• [Your task] Which lines run from the start of the data below to the line containing "fn name(&self) -> &str;"? Set them down exactly, with none added.

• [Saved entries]
══════
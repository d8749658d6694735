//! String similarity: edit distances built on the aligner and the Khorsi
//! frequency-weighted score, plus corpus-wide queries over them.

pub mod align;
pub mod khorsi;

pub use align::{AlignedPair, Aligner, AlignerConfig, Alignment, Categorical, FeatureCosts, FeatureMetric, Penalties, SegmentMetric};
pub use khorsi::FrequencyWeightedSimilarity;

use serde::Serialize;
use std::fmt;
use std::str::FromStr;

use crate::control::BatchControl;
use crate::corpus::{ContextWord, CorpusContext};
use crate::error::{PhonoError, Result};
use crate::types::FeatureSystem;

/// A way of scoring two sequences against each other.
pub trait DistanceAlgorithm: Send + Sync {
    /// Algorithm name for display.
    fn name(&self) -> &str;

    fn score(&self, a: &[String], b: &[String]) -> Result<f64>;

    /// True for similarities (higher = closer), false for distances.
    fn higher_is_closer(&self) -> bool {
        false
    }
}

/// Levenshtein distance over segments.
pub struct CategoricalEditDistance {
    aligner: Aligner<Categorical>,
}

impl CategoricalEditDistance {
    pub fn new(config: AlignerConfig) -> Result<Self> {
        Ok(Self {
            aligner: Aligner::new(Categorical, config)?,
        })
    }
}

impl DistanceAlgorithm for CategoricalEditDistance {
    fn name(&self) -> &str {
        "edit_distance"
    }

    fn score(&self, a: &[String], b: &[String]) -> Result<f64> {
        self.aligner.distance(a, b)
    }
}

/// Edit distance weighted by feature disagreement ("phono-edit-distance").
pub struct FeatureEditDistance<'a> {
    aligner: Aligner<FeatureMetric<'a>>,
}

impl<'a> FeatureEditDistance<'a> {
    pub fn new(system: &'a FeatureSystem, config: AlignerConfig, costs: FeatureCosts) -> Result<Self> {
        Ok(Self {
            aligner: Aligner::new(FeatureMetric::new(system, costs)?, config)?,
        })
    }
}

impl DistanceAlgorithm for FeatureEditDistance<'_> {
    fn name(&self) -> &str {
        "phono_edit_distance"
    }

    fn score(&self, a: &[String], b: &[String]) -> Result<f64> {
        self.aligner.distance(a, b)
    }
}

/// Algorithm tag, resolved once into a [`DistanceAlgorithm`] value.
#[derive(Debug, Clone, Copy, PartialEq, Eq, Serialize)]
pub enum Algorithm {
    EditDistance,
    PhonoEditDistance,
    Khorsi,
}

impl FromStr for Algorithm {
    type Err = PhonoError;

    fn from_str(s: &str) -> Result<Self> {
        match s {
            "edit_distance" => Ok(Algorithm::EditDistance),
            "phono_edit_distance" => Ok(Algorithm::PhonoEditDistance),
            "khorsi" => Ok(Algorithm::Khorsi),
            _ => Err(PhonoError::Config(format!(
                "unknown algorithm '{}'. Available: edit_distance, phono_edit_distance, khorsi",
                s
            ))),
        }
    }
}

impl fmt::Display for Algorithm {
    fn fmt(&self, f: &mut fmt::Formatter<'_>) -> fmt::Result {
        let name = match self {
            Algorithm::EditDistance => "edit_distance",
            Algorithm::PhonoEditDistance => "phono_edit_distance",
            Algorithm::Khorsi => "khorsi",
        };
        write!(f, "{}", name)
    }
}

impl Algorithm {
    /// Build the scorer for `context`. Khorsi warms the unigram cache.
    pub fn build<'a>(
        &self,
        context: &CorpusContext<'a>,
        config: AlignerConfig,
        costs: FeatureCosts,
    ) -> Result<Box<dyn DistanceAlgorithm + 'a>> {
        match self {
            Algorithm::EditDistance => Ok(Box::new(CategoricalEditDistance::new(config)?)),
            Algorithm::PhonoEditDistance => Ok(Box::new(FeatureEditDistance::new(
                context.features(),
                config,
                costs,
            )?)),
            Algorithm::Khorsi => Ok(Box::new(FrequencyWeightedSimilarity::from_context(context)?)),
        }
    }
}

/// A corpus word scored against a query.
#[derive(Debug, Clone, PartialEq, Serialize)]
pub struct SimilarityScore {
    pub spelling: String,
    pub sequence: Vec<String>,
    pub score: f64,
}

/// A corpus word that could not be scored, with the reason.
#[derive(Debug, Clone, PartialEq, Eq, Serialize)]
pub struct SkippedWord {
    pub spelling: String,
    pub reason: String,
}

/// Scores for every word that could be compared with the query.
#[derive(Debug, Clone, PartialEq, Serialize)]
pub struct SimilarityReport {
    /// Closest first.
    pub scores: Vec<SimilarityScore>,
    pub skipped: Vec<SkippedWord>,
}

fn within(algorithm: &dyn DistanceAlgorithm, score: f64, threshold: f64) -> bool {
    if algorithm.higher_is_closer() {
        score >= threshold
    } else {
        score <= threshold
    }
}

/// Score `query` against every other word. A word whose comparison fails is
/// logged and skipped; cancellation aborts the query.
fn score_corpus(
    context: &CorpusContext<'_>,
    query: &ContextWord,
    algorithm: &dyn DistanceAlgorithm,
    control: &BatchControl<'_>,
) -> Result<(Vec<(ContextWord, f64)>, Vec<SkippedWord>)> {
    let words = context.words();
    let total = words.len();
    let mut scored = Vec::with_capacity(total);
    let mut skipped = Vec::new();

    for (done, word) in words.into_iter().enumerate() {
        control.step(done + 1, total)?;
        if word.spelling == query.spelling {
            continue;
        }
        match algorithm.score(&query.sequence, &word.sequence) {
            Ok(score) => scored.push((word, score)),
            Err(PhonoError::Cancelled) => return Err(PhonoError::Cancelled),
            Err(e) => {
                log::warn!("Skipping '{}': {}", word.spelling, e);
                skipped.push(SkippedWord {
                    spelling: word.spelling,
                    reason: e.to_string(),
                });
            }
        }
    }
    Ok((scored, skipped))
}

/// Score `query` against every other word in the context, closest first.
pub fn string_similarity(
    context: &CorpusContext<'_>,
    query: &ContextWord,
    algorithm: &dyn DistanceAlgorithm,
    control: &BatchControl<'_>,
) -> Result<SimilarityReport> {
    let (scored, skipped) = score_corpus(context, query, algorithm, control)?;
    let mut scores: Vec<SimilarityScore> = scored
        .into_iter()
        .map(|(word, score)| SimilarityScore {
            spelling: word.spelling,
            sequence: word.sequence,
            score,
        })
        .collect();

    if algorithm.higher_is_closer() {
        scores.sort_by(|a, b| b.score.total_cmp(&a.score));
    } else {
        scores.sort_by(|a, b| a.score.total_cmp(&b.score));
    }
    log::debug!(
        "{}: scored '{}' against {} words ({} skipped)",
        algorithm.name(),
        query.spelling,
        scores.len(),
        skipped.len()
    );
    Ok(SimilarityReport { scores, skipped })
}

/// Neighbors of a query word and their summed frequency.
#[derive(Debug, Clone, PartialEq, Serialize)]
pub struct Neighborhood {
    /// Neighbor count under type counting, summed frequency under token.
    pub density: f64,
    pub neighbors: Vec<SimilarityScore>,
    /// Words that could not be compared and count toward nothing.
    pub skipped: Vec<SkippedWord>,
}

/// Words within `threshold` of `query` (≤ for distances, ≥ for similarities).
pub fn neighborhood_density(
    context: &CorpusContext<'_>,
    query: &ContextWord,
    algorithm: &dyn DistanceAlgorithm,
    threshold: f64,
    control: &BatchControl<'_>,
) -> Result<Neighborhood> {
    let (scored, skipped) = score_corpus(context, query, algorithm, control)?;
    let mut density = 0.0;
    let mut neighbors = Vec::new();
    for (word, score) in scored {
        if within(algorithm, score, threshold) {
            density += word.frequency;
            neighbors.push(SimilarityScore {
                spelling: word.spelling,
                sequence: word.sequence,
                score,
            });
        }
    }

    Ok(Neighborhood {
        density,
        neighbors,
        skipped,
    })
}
══════
• [Response to the exercise]
repository d8749658d6694735
//! String similarity: edit distances built on the aligner and the Khorsi
//! frequency-weighted score, plus corpus-wide queries over them.

pub mod align;
pub mod khorsi;

pub use align::{AlignedPair, Aligner, AlignerConfig, Alignment, Categorical, FeatureCosts, FeatureMetric, Penalties, SegmentMetric};
pub use khorsi::FrequencyWeightedSimilarity;

use serde::Serialize;
use std::fmt;
use std::str::FromStr;

use crate::control::BatchControl;
use crate::corpus::{ContextWord, CorpusContext};
use crate::error::{PhonoError, Result};
use crate::types::FeatureSystem;

/// A way of scoring two sequences against each other.
pub trait DistanceAlgorithm: Send + Sync {
    /// Algorithm name for display.
    fn name(&self) -> &str;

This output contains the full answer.